*** Listed entries ***

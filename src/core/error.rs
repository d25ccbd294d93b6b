//! Typed error handling for the query compiler
//!
//! Every failure the compiler can report is a [`QueryError`]. Callers that
//! only care about rejecting a request can turn it straight into an HTTP
//! response; callers that want to react to specific cases can match on the
//! category enums.
//!
//! # Error Categories
//!
//! - [`InvalidDataError`]: the request asked for fields or an ordering the
//!   entity does not allow
//! - [`ConfigError`]: the static entity query configuration could not be
//!   loaded or does not know the requested entity
//!
//! # Example
//!
//! ```rust,ignore
//! use query_config::prelude::*;
//!
//! match prepare_list_query(&request, &config) {
//!     Ok(prepared) => run(prepared.list_config),
//!     Err(QueryError::InvalidData(InvalidDataError::FieldsNotAllowed { fields })) => {
//!         println!("rejected: {:?}", fields);
//!     }
//!     Err(e) => eprintln!("Other error: {}", e),
//! }
//! ```

use axum::Json;
use axum::http::StatusCode;
use axum::response::{IntoResponse, Response};
use serde::Serialize;
use thiserror::Error;

/// Result alias used throughout the crate
pub type Result<T, E = QueryError> = std::result::Result<T, E>;

/// The main error type of the crate
#[derive(Debug, Error)]
pub enum QueryError {
    /// The request itself is invalid for this entity
    #[error(transparent)]
    InvalidData(#[from] InvalidDataError),

    /// Configuration errors
    #[error(transparent)]
    Config(#[from] ConfigError),

    /// Internal errors (should not happen in normal operation)
    #[error("Internal error: {0}")]
    Internal(String),
}

/// Error response structure for HTTP responses
#[derive(Debug, Serialize)]
pub struct ErrorResponse {
    /// Error code for programmatic handling
    pub code: String,
    /// Human-readable error message
    pub message: String,
    /// Optional additional details
    #[serde(skip_serializing_if = "Option::is_none")]
    pub details: Option<serde_json::Value>,
}

impl QueryError {
    /// Get the HTTP status code for this error
    pub fn status_code(&self) -> StatusCode {
        match self {
            QueryError::InvalidData(_) => StatusCode::BAD_REQUEST,
            QueryError::Config(e) => e.status_code(),
            QueryError::Internal(_) => StatusCode::INTERNAL_SERVER_ERROR,
        }
    }

    /// Get the error code for this error
    pub fn error_code(&self) -> &'static str {
        match self {
            QueryError::InvalidData(_) => "INVALID_DATA",
            QueryError::Config(e) => e.error_code(),
            QueryError::Internal(_) => "INTERNAL_ERROR",
        }
    }

    /// Whether this is the validation failure surfaced to API clients
    pub fn is_invalid_data(&self) -> bool {
        matches!(self, QueryError::InvalidData(_))
    }

    /// Convert to an error response
    pub fn to_response(&self) -> ErrorResponse {
        ErrorResponse {
            code: self.error_code().to_string(),
            message: self.to_string(),
            details: self.details(),
        }
    }

    fn details(&self) -> Option<serde_json::Value> {
        match self {
            QueryError::InvalidData(InvalidDataError::FieldsNotAllowed { fields }) => {
                Some(serde_json::json!({ "fields": fields }))
            }
            QueryError::InvalidData(InvalidDataError::OrderNotAllowed { field }) => {
                Some(serde_json::json!({ "order": field }))
            }
            QueryError::Config(ConfigError::UnknownEntity { entity }) => {
                Some(serde_json::json!({ "entity": entity }))
            }
            _ => None,
        }
    }
}

impl IntoResponse for QueryError {
    fn into_response(self) -> Response {
        let status = self.status_code();
        let body = Json(self.to_response());
        (status, body).into_response()
    }
}

// =============================================================================
// Invalid Data Errors
// =============================================================================

/// Validation failures of a client-supplied query
#[derive(Debug, Clone, PartialEq, Eq, Error)]
pub enum InvalidDataError {
    /// One or more selected fields or relations are outside the allowlist.
    /// Lists every offending entry, not only the first.
    #[error("Requested fields [{}] are not valid", .fields.join(", "))]
    FieldsNotAllowed { fields: Vec<String> },

    /// The order field is outside the allowlist
    #[error("Order field {field} is not valid")]
    OrderNotAllowed { field: String },

    /// The query string does not decode into query parameters
    #[error("Invalid query parameters: {message}")]
    MalformedQuery { message: String },
}

// =============================================================================
// Config Errors
// =============================================================================

/// Errors related to the entity query configuration
#[derive(Debug, Error)]
pub enum ConfigError {
    /// Failed to parse configuration
    #[error("Failed to parse query config{}: {message}", describe_file(.file))]
    ParseError {
        file: Option<String>,
        message: String,
    },

    /// Configuration file not found
    #[error("Query config file not found: {path}")]
    FileNotFound { path: String },

    /// IO error while reading configuration
    #[error("IO error: {message}")]
    IoError { message: String },

    /// No query configuration is registered for the entity
    #[error("No query config registered for entity '{entity}'")]
    UnknownEntity { entity: String },

    /// The route was not given a query configuration
    #[error("Route has no query config installed")]
    MissingRouteConfig,
}

fn describe_file(file: &Option<String>) -> String {
    file.as_ref()
        .map(|f| format!(" file '{}'", f))
        .unwrap_or_default()
}

impl ConfigError {
    pub fn status_code(&self) -> StatusCode {
        StatusCode::INTERNAL_SERVER_ERROR
    }

    pub fn error_code(&self) -> &'static str {
        match self {
            ConfigError::UnknownEntity { .. } => "UNKNOWN_ENTITY",
            ConfigError::MissingRouteConfig => "MISSING_ROUTE_CONFIG",
            _ => "CONFIG_ERROR",
        }
    }
}

// =============================================================================
// Conversions from external errors
// =============================================================================

impl From<serde_yaml::Error> for QueryError {
    fn from(err: serde_yaml::Error) -> Self {
        QueryError::Config(ConfigError::ParseError {
            file: None,
            message: err.to_string(),
        })
    }
}

impl From<std::io::Error> for QueryError {
    fn from(err: std::io::Error) -> Self {
        QueryError::Config(ConfigError::IoError {
            message: err.to_string(),
        })
    }
}

impl From<anyhow::Error> for QueryError {
    fn from(err: anyhow::Error) -> Self {
        // Preserve typed errors that were boxed into anyhow on the way up
        match err.downcast::<QueryError>() {
            Ok(query_err) => query_err,
            Err(err) => QueryError::Internal(err.to_string()),
        }
    }
}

***

= What to work on =
Report the number of lines above containing the word "ErrorResponse", with no other text.

= Solution to the exercise =
3